RECORDED INFORMATION START
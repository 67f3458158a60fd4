//! Render-ready view models for reviews.
//!
//! Converts a normalized [`Review`] into the card summary, the full
//! detail view, and the related-items selection consumed by the
//! rendering layer. View models are projections and are never persisted.

use chrono::NaiveDate;
use serde::Serialize;

use crate::rating::{rating_class, rating_label, stars, Stars};
use crate::review::Review;

/// Maximum number of related reviews shown under a detail view.
pub const RELATED_LIMIT: usize = 3;

/* --------------------------------------------------------------------------
Card view
-------------------------------------------------------------------------- */

/// Summary card for listing grids.
#[derive(Debug, Clone, Serialize)]
#[serde(rename_all = "camelCase")]
pub struct CardView {
    pub slug: String,
    pub title: String,
    pub genre: String,
    /// First platform of the record, the card's "primary" platform.
    pub primary_platform: String,
    /// Whether the card should render a `+` overflow marker.
    pub has_more_platforms: bool,
    pub rating: u8,
    pub rating_class: &'static str,
    pub excerpt: String,
    /// `Month D, YYYY`.
    pub formatted_date: String,
    pub cover_image: String,
    pub author: String,
    pub author_avatar: String,
    pub featured: bool,
}

/// Project a review into its listing card.
pub fn card(review: &Review) -> CardView {
    CardView {
        slug: review.slug.clone(),
        title: review.title.clone(),
        genre: review.genre.clone(),
        primary_platform: review.platform.first().cloned().unwrap_or_default(),
        has_more_platforms: review.platform.len() > 1,
        rating: review.rating,
        rating_class: rating_class(review.rating),
        excerpt: review.excerpt.clone(),
        formatted_date: format_date(review.date),
        cover_image: review.cover_image.clone(),
        author: review.author.clone(),
        author_avatar: review.author_avatar.clone(),
        featured: review.featured,
    }
}

/* --------------------------------------------------------------------------
Detail view
-------------------------------------------------------------------------- */

/// Full review page view model.
#[derive(Debug, Clone, Serialize)]
#[serde(rename_all = "camelCase")]
pub struct DetailView {
    pub slug: String,
    pub title: String,
    pub genre: String,
    pub platforms: Vec<String>,
    pub rating: u8,
    pub rating_class: &'static str,
    pub rating_label: &'static str,
    pub stars: Stars,
    pub author: String,
    pub author_avatar: String,
    pub formatted_date: String,
    pub tags: Vec<String>,
    pub excerpt: String,
    /// Full rich-text body.
    pub content: String,
    pub cover_image: String,
    pub header_image: String,
}

/// Project a review into its detail page view model.
pub fn detail(review: &Review) -> DetailView {
    DetailView {
        slug: review.slug.clone(),
        title: review.title.clone(),
        genre: review.genre.clone(),
        platforms: review.platform.clone(),
        rating: review.rating,
        rating_class: rating_class(review.rating),
        rating_label: rating_label(review.rating),
        stars: stars(review.rating),
        author: review.author.clone(),
        author_avatar: review.author_avatar.clone(),
        formatted_date: format_date(review.date),
        tags: review.tags.clone(),
        excerpt: review.excerpt.clone(),
        content: review.content.clone(),
        cover_image: review.cover_image.clone(),
        header_image: review.header_image.clone(),
    }
}

/* --------------------------------------------------------------------------
Related items
-------------------------------------------------------------------------- */

/// Up to [`RELATED_LIMIT`] other reviews sharing the genre or at least one
/// platform with `current`. The current review is always excluded; results
/// keep the input collection order (no similarity ranking).
pub fn related<'a>(current: &Review, collection: &'a [Review]) -> Vec<&'a Review> {
    collection
        .iter()
        .filter(|r| r.slug != current.slug)
        .filter(|r| {
            r.genre == current.genre
                || r.platform.iter().any(|p| current.platform.contains(p))
        })
        .take(RELATED_LIMIT)
        .collect()
}

/* --------------------------------------------------------------------------
Featured rotation
-------------------------------------------------------------------------- */

/// Explicit slider state for multi-feature contexts.
///
/// Zero, one, or many reviews may be featured; the rotation just tracks
/// which slide is current and wraps at both ends.
#[derive(Debug, Clone, Copy, PartialEq, Eq)]
pub struct FeaturedRotation {
    len: usize,
    current: usize,
}

impl FeaturedRotation {
    /// Rotation over `len` featured items, starting at the first slide.
    pub fn new(len: usize) -> Self {
        Self { len, current: 0 }
    }

    /// Index of the current slide. `None` when there is nothing featured.
    pub fn current(&self) -> Option<usize> {
        (self.len > 0).then_some(self.current)
    }

    /// Advance one slide, wrapping past the end.
    pub fn next(&mut self) {
        if self.len > 0 {
            self.current = (self.current + 1) % self.len;
        }
    }

    /// Go back one slide, wrapping past the start.
    pub fn prev(&mut self) {
        if self.len > 0 {
            self.current = (self.current + self.len - 1) % self.len;
        }
    }

    /// Jump to a specific slide. Out-of-range indexes are ignored.
    pub fn go_to(&mut self, index: usize) {
        if index < self.len {
            self.current = index;
        }
    }
}

/* --------------------------------------------------------------------------
Formatting
-------------------------------------------------------------------------- */

/// Format a date as `Month D, YYYY` (e.g. `March 5, 2024`).
pub fn format_date(date: NaiveDate) -> String {
    date.format("%B %-d, %Y").to_string()
}
//! Handlers for the admin review-management surface.
//!
//! Writes go straight to the repository (not through the catalog) so an
//! admin always sees and edits the authoritative rows. Slug, excerpt,
//! and avatar are derived server-side from the validated input.

use axum::extract::{Path, Query, State};
use axum::http::StatusCode;
use axum::response::IntoResponse;
use axum::Json;
use chrono::NaiveDate;
use gamehub_core::error::CoreError;
use gamehub_core::review::{self, author_avatar, RawReview, Review};
use gamehub_core::stats::dashboard_stats;
use gamehub_core::text::{excerpt_from_content, slug_from_title};
use gamehub_db::models::review::ReviewRecord;
use gamehub_db::repositories::ReviewRepo;
use serde::{Deserialize, Serialize};
use validator::Validate;

use crate::error::{AppError, AppResult};
use crate::middleware::auth::AdminUser;
use crate::response::DataResponse;
use crate::state::AppState;

// ---------------------------------------------------------------------------
// Input shapes
// ---------------------------------------------------------------------------

/// Review form payload for create and update.
///
/// Slug, excerpt, and author avatar are never accepted from the client;
/// they are derived here. Validation messages are user-facing and match
/// the admin form's inline errors.
#[derive(Debug, Deserialize, Validate)]
#[serde(rename_all = "camelCase")]
pub struct ReviewInput {
    #[validate(length(min = 1, message = "Title is required."))]
    pub title: String,

    #[validate(length(min = 1, message = "Genre is required."))]
    pub genre: String,

    #[validate(length(min = 1, message = "Please select at least one platform."))]
    pub platform: Vec<String>,

    #[validate(range(min = 0, max = 10, message = "Rating must be between 0 and 10."))]
    pub rating: i32,

    #[validate(length(min = 1, message = "Author is required."))]
    pub author: String,

    /// Review date; defaults to today when omitted.
    pub date: Option<NaiveDate>,

    #[serde(default)]
    pub featured: bool,

    pub cover_image: Option<String>,
    pub header_image: Option<String>,

    #[serde(default)]
    pub tags: Vec<String>,

    /// Optional hand-written excerpt; derived from content when empty.
    pub excerpt: Option<String>,

    #[validate(length(min = 1, message = "Review content is required."))]
    pub content: String,
}

impl ReviewInput {
    /// Validate and convert into a write record, deriving slug, excerpt,
    /// and avatar.
    fn into_record(self) -> Result<ReviewRecord, AppError> {
        self.validate()
            .map_err(|e| AppError::Core(CoreError::Validation(first_message(&e))))?;

        let slug = slug_from_title(&self.title);
        if slug.is_empty() {
            return Err(AppError::Core(CoreError::Validation(
                "Title must contain at least one letter or number.".into(),
            )));
        }

        let excerpt = self
            .excerpt
            .filter(|e| !e.is_empty())
            .unwrap_or_else(|| excerpt_from_content(&self.content));

        Ok(ReviewRecord {
            slug,
            title: self.title,
            genre: self.genre,
            platforms: self.platform,
            rating: self.rating,
            author_avatar: author_avatar(&self.author).to_string(),
            author: self.author,
            review_date: self.date.unwrap_or_else(|| chrono::Utc::now().date_naive()),
            featured: self.featured,
            cover_image: self
                .cover_image
                .filter(|c| !c.is_empty())
                .unwrap_or_else(|| review::DEFAULT_COVER_IMAGE.to_string()),
            header_image: self
                .header_image
                .filter(|h| !h.is_empty())
                .unwrap_or_else(|| review::DEFAULT_HEADER_IMAGE.to_string()),
            tags: self.tags,
            excerpt,
            content: self.content,
        })
    }
}

/// First user-facing message out of a validation failure.
fn first_message(errors: &validator::ValidationErrors) -> String {
    errors
        .field_errors()
        .into_values()
        .flat_map(|errs| errs.iter())
        .filter_map(|e| e.message.as_ref().map(|m| m.to_string()))
        .next()
        .unwrap_or_else(|| "Invalid input".to_string())
}

#[derive(Debug, Deserialize)]
pub struct AdminListParams {
    pub search: Option<String>,
}

// ---------------------------------------------------------------------------
// Response shapes
// ---------------------------------------------------------------------------

/// Outcome of a bulk import.
#[derive(Debug, Serialize)]
#[serde(rename_all = "camelCase")]
pub struct ImportSummary {
    pub imported: usize,
    pub skipped: usize,
}

// ---------------------------------------------------------------------------
// Review CRUD
// ---------------------------------------------------------------------------

/// GET /api/v1/admin/reviews
///
/// Full listing for the admin table, optionally narrowed by a search
/// term over title, genre, and author.
pub async fn list_reviews(
    _admin: AdminUser,
    State(state): State<AppState>,
    Query(params): Query<AdminListParams>,
) -> AppResult<impl IntoResponse> {
    let rows = ReviewRepo::search(&state.pool, params.search.as_deref().unwrap_or("")).await?;

    let reviews: Vec<Review> = rows.into_iter().map(|r| r.into_review()).collect();
    Ok(Json(DataResponse { data: reviews }))
}

/// POST /api/v1/admin/reviews
///
/// Create a review. The slug is derived from the title; a duplicate
/// slug is a conflict, not an overwrite.
pub async fn create_review(
    admin: AdminUser,
    State(state): State<AppState>,
    Json(input): Json<ReviewInput>,
) -> AppResult<impl IntoResponse> {
    let record = input.into_record()?;

    let created = ReviewRepo::create(&state.pool, &record)
        .await?
        .ok_or_else(|| {
            AppError::Core(CoreError::Conflict(
                "A review with this title already exists.".into(),
            ))
        })?;

    tracing::info!(slug = %created.slug, admin = %admin.email, "Review created");

    Ok((
        StatusCode::CREATED,
        Json(DataResponse {
            data: created.into_review(),
        }),
    ))
}

/// PUT /api/v1/admin/reviews/{slug}
///
/// Update a review. A title change renames the slug.
pub async fn update_review(
    admin: AdminUser,
    State(state): State<AppState>,
    Path(slug): Path<String>,
    Json(input): Json<ReviewInput>,
) -> AppResult<impl IntoResponse> {
    let record = input.into_record()?;

    let updated = ReviewRepo::update(&state.pool, &slug, &record)
        .await?
        .ok_or(AppError::Core(CoreError::NotFound {
            entity: "Review",
            id: slug,
        }))?;

    tracing::info!(slug = %updated.slug, admin = %admin.email, "Review updated");

    Ok(Json(DataResponse {
        data: updated.into_review(),
    }))
}

/// DELETE /api/v1/admin/reviews/{slug}
pub async fn delete_review(
    admin: AdminUser,
    State(state): State<AppState>,
    Path(slug): Path<String>,
) -> AppResult<impl IntoResponse> {
    let deleted = ReviewRepo::delete(&state.pool, &slug).await?;

    if !deleted {
        return Err(AppError::Core(CoreError::NotFound {
            entity: "Review",
            id: slug,
        }));
    }

    tracing::info!(slug = %slug, admin = %admin.email, "Review deleted");

    Ok(StatusCode::NO_CONTENT)
}

// ---------------------------------------------------------------------------
// Dashboard and bulk transfer
// ---------------------------------------------------------------------------

/// GET /api/v1/admin/dashboard
///
/// Aggregate statistics over the whole collection.
pub async fn dashboard(
    _admin: AdminUser,
    State(state): State<AppState>,
) -> AppResult<impl IntoResponse> {
    let rows = ReviewRepo::list_all(&state.pool, None).await?;

    let reviews: Vec<Review> = rows.into_iter().map(|r| r.into_review()).collect();
    Ok(Json(DataResponse {
        data: dashboard_stats(&reviews),
    }))
}

/// GET /api/v1/admin/export
///
/// The full collection in the portable document format, suitable for
/// re-import.
pub async fn export_reviews(
    _admin: AdminUser,
    State(state): State<AppState>,
) -> AppResult<impl IntoResponse> {
    let rows = ReviewRepo::list_all(&state.pool, None).await?;

    let documents: Vec<RawReview> = rows.into_iter().map(RawReview::from).collect();
    Ok(Json(DataResponse { data: documents }))
}

/// POST /api/v1/admin/import
///
/// Bulk import of portable documents. Slugs and ids are regenerated
/// from the titles, so identifiers from another installation never leak
/// in. Documents without a title and slug conflicts are skipped, not
/// errors; the summary reports both counts.
pub async fn import_reviews(
    admin: AdminUser,
    State(state): State<AppState>,
    Json(documents): Json<Vec<RawReview>>,
) -> AppResult<impl IntoResponse> {
    let mut imported = 0;
    let mut skipped = 0;

    for mut document in documents {
        document.id = None;
        document.slug = None;
        let review = review::normalize(document);

        if review.slug.is_empty() || review.title.is_empty() {
            skipped += 1;
            continue;
        }

        let record = ReviewRecord::from_review(review);
        match ReviewRepo::create(&state.pool, &record).await? {
            Some(_) => imported += 1,
            None => skipped += 1,
        }
    }

    tracing::info!(imported, skipped, admin = %admin.email, "Import finished");

    Ok(Json(DataResponse {
        data: ImportSummary { imported, skipped },
    }))
}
RECORDED INFORMATION END
» WHAT IS NEEDED:
Within the entries above, find every line where the string "DataResponse" occurs, and copy it.

» FINAL ANSWER:
use crate::response::DataResponse;
    Ok(Json(DataResponse { data: reviews }))
        Json(DataResponse {
    Ok(Json(DataResponse {
    Ok(Json(DataResponse {
    Ok(Json(DataResponse { data: documents }))
    Ok(Json(DataResponse {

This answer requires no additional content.